** Your goal **
Count how many lines hold "field" in the records, and respond with that number by itself.

Input data below:

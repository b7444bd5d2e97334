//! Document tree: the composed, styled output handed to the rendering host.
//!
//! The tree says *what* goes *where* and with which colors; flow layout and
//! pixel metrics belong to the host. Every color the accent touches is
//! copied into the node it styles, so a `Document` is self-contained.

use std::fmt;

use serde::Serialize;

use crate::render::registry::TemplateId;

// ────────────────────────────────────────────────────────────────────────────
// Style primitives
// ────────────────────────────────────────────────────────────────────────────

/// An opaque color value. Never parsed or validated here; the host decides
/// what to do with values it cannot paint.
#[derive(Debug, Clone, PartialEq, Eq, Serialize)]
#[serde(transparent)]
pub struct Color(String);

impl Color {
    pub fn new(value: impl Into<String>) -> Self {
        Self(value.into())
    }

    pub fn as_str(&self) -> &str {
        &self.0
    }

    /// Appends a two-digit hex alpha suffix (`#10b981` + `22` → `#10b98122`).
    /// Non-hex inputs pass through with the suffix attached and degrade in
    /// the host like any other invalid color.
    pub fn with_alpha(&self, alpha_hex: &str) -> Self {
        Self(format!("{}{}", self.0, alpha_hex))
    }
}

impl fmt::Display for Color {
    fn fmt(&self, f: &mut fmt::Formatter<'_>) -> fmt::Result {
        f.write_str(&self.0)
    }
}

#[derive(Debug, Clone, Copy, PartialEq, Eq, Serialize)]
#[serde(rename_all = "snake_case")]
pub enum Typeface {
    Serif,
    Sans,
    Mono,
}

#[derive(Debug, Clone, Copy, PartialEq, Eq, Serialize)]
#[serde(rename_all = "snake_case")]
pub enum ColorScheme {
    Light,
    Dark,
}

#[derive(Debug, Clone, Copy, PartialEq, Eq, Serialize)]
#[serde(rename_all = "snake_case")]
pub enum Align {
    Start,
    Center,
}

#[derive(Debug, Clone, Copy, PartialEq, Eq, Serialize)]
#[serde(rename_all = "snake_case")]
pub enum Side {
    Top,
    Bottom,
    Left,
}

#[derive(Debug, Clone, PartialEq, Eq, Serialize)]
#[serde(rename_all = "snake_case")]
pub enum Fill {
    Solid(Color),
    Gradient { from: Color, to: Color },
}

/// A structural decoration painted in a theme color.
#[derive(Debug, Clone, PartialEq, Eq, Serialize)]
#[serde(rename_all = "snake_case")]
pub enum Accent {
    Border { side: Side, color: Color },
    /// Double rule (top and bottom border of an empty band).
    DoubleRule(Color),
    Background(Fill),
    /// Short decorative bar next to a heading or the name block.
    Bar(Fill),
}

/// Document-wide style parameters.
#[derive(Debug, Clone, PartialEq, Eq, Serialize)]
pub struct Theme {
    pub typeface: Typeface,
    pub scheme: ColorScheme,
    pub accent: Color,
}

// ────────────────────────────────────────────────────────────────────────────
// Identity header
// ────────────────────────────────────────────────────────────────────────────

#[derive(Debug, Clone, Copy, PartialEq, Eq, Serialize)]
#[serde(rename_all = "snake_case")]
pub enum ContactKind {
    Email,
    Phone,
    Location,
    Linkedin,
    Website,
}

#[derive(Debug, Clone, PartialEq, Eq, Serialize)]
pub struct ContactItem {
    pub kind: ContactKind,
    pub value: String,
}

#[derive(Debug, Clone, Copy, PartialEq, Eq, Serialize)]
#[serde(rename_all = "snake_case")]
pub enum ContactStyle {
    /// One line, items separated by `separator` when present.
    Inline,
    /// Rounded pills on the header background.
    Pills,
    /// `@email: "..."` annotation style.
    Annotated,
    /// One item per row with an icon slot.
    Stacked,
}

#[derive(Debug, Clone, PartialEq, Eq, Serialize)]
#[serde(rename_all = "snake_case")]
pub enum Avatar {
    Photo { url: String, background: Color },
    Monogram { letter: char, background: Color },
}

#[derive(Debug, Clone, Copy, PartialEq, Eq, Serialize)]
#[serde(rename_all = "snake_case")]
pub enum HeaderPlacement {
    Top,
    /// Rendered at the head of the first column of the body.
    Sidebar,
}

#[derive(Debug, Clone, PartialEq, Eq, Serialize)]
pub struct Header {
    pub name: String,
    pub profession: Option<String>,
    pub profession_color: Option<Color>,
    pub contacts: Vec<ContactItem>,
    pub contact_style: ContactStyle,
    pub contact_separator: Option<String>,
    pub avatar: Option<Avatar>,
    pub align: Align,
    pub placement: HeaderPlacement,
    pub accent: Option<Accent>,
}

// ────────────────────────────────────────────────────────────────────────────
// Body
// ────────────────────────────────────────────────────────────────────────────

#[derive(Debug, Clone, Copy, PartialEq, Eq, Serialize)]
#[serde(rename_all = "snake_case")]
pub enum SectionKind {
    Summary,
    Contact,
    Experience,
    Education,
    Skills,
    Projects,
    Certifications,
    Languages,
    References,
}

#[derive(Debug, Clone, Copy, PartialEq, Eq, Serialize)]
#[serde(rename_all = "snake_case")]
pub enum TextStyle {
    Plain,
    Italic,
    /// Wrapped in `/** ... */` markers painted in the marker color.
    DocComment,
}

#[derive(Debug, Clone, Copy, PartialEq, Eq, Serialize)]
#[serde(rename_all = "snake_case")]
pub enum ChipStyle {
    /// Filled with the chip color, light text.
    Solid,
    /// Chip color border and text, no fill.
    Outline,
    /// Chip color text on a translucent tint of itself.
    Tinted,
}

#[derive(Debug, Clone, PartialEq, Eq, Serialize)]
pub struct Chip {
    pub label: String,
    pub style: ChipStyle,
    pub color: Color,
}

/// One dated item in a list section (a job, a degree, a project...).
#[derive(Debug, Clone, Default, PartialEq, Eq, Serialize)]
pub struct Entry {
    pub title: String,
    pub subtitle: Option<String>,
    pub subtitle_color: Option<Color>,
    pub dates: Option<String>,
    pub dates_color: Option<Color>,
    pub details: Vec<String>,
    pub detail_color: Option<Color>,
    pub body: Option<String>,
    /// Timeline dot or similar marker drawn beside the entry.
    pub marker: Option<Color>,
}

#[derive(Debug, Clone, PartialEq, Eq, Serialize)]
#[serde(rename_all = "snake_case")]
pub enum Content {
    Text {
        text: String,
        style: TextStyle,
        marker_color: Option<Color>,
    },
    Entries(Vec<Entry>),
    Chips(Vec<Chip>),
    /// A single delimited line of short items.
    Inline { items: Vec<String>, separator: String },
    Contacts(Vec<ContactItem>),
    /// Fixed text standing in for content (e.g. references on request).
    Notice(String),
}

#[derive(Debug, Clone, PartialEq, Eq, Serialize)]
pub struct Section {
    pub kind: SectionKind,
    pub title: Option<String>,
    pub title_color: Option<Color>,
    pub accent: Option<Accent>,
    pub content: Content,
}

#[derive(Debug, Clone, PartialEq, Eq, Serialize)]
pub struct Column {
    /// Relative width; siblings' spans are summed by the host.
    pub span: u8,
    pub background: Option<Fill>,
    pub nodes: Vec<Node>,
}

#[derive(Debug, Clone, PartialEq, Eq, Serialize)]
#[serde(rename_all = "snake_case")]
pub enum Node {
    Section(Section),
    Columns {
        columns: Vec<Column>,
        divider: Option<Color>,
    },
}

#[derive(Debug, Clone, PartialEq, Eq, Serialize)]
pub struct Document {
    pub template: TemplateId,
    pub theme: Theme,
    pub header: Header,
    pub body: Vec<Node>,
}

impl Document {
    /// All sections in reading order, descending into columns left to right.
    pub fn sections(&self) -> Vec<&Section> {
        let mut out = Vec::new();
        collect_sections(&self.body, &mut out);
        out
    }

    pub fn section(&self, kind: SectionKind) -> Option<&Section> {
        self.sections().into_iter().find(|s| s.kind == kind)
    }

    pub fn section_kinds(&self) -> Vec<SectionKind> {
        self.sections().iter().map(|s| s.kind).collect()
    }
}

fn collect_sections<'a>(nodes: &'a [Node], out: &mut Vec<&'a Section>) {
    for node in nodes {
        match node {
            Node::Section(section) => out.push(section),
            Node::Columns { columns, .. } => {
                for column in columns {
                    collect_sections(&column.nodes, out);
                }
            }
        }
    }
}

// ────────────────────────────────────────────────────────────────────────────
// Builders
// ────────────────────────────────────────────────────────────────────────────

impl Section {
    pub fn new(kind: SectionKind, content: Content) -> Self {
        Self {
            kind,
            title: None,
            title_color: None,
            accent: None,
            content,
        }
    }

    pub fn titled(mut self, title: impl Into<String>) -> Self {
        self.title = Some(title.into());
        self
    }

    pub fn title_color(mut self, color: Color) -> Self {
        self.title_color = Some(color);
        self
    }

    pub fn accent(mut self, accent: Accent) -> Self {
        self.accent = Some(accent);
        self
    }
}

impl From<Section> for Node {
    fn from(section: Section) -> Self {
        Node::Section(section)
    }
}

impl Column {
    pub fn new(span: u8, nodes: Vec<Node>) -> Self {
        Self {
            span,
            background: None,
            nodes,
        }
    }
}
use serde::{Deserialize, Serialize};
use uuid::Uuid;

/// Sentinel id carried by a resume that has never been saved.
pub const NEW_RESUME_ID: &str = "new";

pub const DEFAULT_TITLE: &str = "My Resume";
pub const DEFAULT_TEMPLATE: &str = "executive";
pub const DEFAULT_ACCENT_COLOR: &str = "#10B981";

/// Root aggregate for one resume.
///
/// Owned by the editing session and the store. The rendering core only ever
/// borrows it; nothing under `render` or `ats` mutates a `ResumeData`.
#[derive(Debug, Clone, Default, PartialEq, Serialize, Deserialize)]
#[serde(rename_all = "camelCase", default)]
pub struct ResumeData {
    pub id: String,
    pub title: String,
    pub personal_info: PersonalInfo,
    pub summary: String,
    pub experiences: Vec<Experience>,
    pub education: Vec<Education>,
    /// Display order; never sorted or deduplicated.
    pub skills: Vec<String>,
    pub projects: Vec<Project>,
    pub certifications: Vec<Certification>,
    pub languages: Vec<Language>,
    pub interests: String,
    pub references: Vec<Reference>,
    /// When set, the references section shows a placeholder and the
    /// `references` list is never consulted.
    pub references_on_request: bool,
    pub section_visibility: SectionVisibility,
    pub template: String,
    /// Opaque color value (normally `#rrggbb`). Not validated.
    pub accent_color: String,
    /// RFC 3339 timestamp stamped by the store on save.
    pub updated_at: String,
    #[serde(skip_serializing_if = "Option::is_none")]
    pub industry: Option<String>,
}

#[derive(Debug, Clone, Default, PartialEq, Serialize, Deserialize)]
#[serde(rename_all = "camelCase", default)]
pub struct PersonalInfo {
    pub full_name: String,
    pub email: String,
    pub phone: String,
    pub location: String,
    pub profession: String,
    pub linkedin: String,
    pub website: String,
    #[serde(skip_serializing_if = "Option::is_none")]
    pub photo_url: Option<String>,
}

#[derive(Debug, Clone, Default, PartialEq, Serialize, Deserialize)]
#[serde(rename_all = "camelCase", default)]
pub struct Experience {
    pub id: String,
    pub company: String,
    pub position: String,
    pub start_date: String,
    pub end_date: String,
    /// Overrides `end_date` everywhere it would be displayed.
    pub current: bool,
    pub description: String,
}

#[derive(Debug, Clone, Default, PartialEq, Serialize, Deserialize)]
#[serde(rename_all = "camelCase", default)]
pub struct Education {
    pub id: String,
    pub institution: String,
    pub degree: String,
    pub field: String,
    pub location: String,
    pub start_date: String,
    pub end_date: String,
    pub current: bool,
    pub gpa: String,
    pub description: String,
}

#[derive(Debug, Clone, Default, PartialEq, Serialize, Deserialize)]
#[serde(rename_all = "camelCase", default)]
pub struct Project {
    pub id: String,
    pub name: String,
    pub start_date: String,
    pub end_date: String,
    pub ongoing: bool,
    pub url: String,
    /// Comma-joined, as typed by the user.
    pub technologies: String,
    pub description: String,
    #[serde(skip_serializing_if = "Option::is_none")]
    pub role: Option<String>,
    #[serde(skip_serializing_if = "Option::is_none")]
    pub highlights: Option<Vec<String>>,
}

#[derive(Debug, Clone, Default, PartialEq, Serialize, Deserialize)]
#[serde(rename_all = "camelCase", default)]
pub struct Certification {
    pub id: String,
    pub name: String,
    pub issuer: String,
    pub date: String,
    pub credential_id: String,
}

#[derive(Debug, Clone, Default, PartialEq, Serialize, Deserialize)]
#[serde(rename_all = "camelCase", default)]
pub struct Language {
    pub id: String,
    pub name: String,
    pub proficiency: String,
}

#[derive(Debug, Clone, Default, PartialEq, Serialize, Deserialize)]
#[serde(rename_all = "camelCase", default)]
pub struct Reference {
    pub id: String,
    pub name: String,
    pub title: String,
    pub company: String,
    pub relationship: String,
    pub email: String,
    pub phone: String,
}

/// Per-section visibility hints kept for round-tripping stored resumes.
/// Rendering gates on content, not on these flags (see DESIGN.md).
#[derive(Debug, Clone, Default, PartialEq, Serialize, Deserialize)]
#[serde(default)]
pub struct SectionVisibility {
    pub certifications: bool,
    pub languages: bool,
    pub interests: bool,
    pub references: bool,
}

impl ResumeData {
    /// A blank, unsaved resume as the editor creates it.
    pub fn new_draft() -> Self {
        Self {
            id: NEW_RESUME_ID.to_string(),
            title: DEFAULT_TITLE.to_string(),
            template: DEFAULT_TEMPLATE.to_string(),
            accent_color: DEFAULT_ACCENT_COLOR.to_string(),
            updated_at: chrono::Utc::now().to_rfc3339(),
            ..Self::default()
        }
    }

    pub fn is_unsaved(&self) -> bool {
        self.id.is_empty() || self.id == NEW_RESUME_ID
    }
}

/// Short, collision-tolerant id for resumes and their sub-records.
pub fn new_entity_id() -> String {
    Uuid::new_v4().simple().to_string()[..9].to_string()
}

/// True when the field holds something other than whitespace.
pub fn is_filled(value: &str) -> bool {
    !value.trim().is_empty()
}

End of Input data.

** Exercise output **
2